In many asset sales, buyers expressly state that they are not assuming any liability for pre-closing benefit plan operations. Parties to these transactions have assumed that courts will respect these disclaimers, but the reality is that there is some troubling authority on successor liability under ERISA where a seller fails to provide benefits or make contributions.

There are a few specific instances, for example under COBRA where a buyer may automatically have successor liability for continuing benefits if the seller of the business terminates all coverage. A recent decision by the Court of Appeals for the Third Circuit has created even more cause for buyer concern.

Recent Case Law

The Court of Appeals for the Third Circuit found that a purchaser of assets could be liable for an insolvent seller’s unpaid contributions to multi-employer plans by expanding upon precedent under federal labor law and Title VII. The court ruled that as a matter of statutory policy of protecting plan participants, successor liability can be found under ERISA if the buyer has notice and there is a continuation of the seller’s business without interruption or substantial change.

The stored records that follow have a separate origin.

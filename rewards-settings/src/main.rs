use dioxus_logger::tracing::{info, Level};
use rewards_settings::TheApp;

fn main() {
    dioxus_logger::init(Level::INFO).expect("failed to init logger");
    info!("starting rewards settings");

    #[cfg(feature = "desktop")]
    {
        let window = dioxus_desktop::WindowBuilder::new().with_title("Rewards settings");
        dioxus::LaunchBuilder::desktop()
            .with_cfg(dioxus_desktop::Config::new().with_window(window))
            .launch(TheApp);
    }

    #[cfg(not(feature = "desktop"))]
    dioxus::launch(TheApp);
}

The court was influenced by the fact that the employees had lost their medical coverage after contributions stopped. We don’t know all of the terms of the purchase agreement from this decision, but the court mentions that unpaid contributions were not listed among the assumed liabilities in the agreement. Underpinning the court’s rationale was that the buyer with notice of a liability was in a position to insulate itself by a purchase price reduction or through an indemnity clause.

The law on successor liability under ERISA is far from settled and other courts may defer to the contractual agreement of the parties. For example, the U.S. Court of Appeals for the Seventh Circuit recently held that the purchaser of all of the assets of a bankrupt business did not have successor liability for “top hat” plan benefits under more traditional common law principles of successorship liability, which are stricter than the statutory policy requirements applied by the Third Circuit. (It should be noted, however, that other federal courts, including the Court of Appeals for the Seventh Circuit, have found that there is successor liability for benefits obligations in other circumstances.)

Practical Tips for Employers

Here are some practical tips for buyers desiring to protect themselves from successor liability:

  • Do thorough due diligence to identify potential liabilities and problems. By requiring notice, the court may have seemed to say that ignorance of problems is bliss, but you can’t adjust the sale terms to properly account for specific liabilities unless you know about them.
  • Require good representations from the seller that all required plan contributions have been made in a timely manner, and that there are no material outstanding benefit liabilities.
  • Draft covenants requiring the seller to continue to provide benefits accrued prior to the closing, and consider asking that certain benefits be paid out or that escrow accounts be established to back up the seller’s obligations.
  • Expressly disclaim any liability for benefits and contributions accrued prior to the closing.
  • Negotiate a current purchase price adjustment for disclosed problems and delinquencies.
  • Consider obtaining indemnification commitments from individual shareholders as well as from the selling entity. This is particularly important if the seller will not have remaining active businesses.
  • Try to work out practical arrangements to avoid the risk of successor liability. For example, require that the seller continue to offer medical benefits to COBRA beneficiaries for the statutory continuation period.

In some cases where the risk of a seller’s failure to fulfill its obligations seems high, the buyer might decide not to go ahead with the purchase.